Can you give me the exact message? And at what point was the message issued, i.e. when trying to initiate the download, or when trying to install the download?


----------



## JimiV (Sep 22, 2016)

how do you upload a pic to this forum?  The picture icon looks for a weblink. 

In any event, I went to the Adobe CC site. downloaded LR from there, installed it.  after the install, it prompted that there upgrades available, I ran the upgrade, and now I'm up to date!


----------



## Jim Wilde (Sep 22, 2016)




----------



## JimiV (Sep 22, 2016)

This is what I got when trying to run 'setup' on my mac, following the link Victoria sent in the post.


----------



## Jim Wilde (Sep 22, 2016)

OK, can you give us a screenshot of Help>System Info in Lightroom?


----------



## JimiV (Sep 22, 2016)

We can go on with this if you like. I do have it resolved and am now on latest version.


----------



## Jim Wilde (Sep 22, 2016)

No point going on with it. How did the problem get resolved?


----------



## JimiV (Sep 22, 2016)

I went to the Adobe CC site. downloaded LR from there, installed it. after the install, it prompted that there upgrades available, I ran the upgrade, and now I'm up to date!

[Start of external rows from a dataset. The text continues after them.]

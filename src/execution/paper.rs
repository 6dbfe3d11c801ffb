use async_trait::async_trait;
use chrono::{DateTime, Utc};
use rust_decimal::Decimal;
use std::collections::HashMap;
use std::sync::Arc;
use tokio::sync::Mutex;
use uuid::Uuid;

use super::TradeExecutor;
use crate::balance::BalanceSource;
use crate::error::{BotError, Result};
use crate::market_data::CandleStore;
use crate::models::{OrderSide, Symbol};

#[derive(Debug, Clone, PartialEq)]
pub enum OrderStatus {
    Filled,
    /// Limit order that has not crossed yet
    Open,
    Cancelled,
}

/// Simulated order book entry
#[derive(Debug, Clone)]
pub struct PaperOrder {
    pub id: String,
    pub symbol: String,
    pub side: OrderSide,
    pub quantity: Decimal,
    pub price: Decimal,
    pub status: OrderStatus,
    pub created_at: DateTime<Utc>,
}

#[derive(Default)]
struct Account {
    balances: HashMap<String, Decimal>,
    orders: Vec<PaperOrder>,
}

/// Paper exchange: balance source and trade executor in one
///
/// Market orders fill immediately at the latest stored close. Limit
/// orders fill if the latest close is at least as good as the limit,
/// otherwise they rest until cancelled.
pub struct PaperExchange {
    candles: Arc<dyn CandleStore>,
    account: Mutex<Account>,
}

impl PaperExchange {
    pub fn new(candles: Arc<dyn CandleStore>) -> Self {
        Self {
            candles,
            account: Mutex::new(Account::default()),
        }
    }

    /// Credit `amount` of `asset` to the account
    pub async fn deposit(&self, asset: &str, amount: Decimal) {
        let mut account = self.account.lock().await;
        *account.balances.entry(asset.to_string()).or_default() += amount;
        tracing::info!(asset, amount = %amount, "Paper deposit");
    }

    pub async fn orders(&self) -> Vec<PaperOrder> {
        self.account.lock().await.orders.clone()
    }

    async fn mark_price(&self, symbol: &str) -> Result<Decimal> {
        self.candles
            .get_latest_candle(symbol)
            .await?
            .map(|c| c.close)
            .ok_or_else(|| BotError::Execution(format!("No market price for {}", symbol)))
    }
}

fn settle(account: &mut Account, pair: &Symbol, side: OrderSide, quantity: Decimal, price: Decimal) -> Result<()> {
    let notional = quantity * price;

    let (debit_asset, debit_amount, credit_asset, credit_amount) = match side {
        OrderSide::Buy => (&pair.quote, notional, &pair.base, quantity),
        OrderSide::Sell => (&pair.base, quantity, &pair.quote, notional),
    };

    let available = account
        .balances
        .get(debit_asset)
        .copied()
        .unwrap_or_default();
    if available < debit_amount {
        return Err(BotError::Execution(format!(
            "Insufficient {} balance: need {}, have {}",
            debit_asset, debit_amount, available
        )));
    }

    *account.balances.entry(debit_asset.clone()).or_default() -= debit_amount;
    *account.balances.entry(credit_asset.clone()).or_default() += credit_amount;
    Ok(())
}

#[async_trait]
impl BalanceSource for PaperExchange {
    async fn get_balance(&self, asset: &str) -> Result<Decimal> {
        let account = self.account.lock().await;
        Ok(account.balances.get(asset).copied().unwrap_or_default())
    }
}

#[async_trait]
impl TradeExecutor for PaperExchange {
    async fn execute_trade(
        &self,
        symbol: &str,
        side: OrderSide,
        quantity: Decimal,
        limit_price: Option<Decimal>,
    ) -> Result<String> {
        tracing::info!(
            symbol,
            side = side.as_str(),
            quantity = %quantity,
            price = %limit_price.map(|p| p.to_string()).unwrap_or_else(|| "MARKET".to_string()),
            "Executing trade"
        );

        if quantity <= Decimal::ZERO {
            return Err(BotError::Validation("Quantity must be positive".into()));
        }
        if let Some(limit) = limit_price {
            if limit <= Decimal::ZERO {
                return Err(BotError::Validation("Limit price must be positive".into()));
            }
        }

        let pair = Symbol::parse(symbol)?;
        let mark = self.mark_price(symbol).await?;

        let fills = match (side, limit_price) {
            (_, None) => true,
            (OrderSide::Buy, Some(limit)) => mark <= limit,
            (OrderSide::Sell, Some(limit)) => mark >= limit,
        };

        let mut account = self.account.lock().await;
        let id = Uuid::new_v4().to_string();

        let status = if fills {
            settle(&mut account, &pair, side, quantity, mark)?;
            OrderStatus::Filled
        } else {
            OrderStatus::Open
        };

        account.orders.push(PaperOrder {
            id: id.clone(),
            symbol: symbol.to_string(),
            side,
            quantity,
            price: if fills { mark } else { limit_price.unwrap_or(mark) },
            status: status.clone(),
            created_at: Utc::now(),
        });

        tracing::info!(order_id = %id, status = ?status, fill_price = %mark, "Trade accepted");

        Ok(id)
    }

    async fn cancel_order(&self, order_id: &str) -> Result<bool> {
        let mut account = self.account.lock().await;

        let Some(order) = account.orders.iter_mut().find(|o| o.id == order_id) else {
            return Err(BotError::Execution(format!("Unknown order {}", order_id)));
        };

        if order.status != OrderStatus::Open {
            tracing::warn!(order_id, status = ?order.status, "Order can no longer be cancelled");
            return Ok(false);
        }

        order.status = OrderStatus::Cancelled;
        tracing::info!(order_id, "Order cancelled");
        Ok(true)
    }
}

Not sure what version that was, but the CC app recognized it as being out of date and then updated to the correct new version.


----------



## themoose (Sep 23, 2016)

I uninstalled LR6.0 then re-installed it, then installed the LR6.7 patch from download link provided at the end of Victoria's blog post: 
What's New in Lightroom CC 2015.7 / 6.7? | The Lightroom Queen
I hate the adobe updater and also their site trying to find the LR6 download that I purchased previously. Maybe it's just because I'm old but I like installing the patches manually.


----------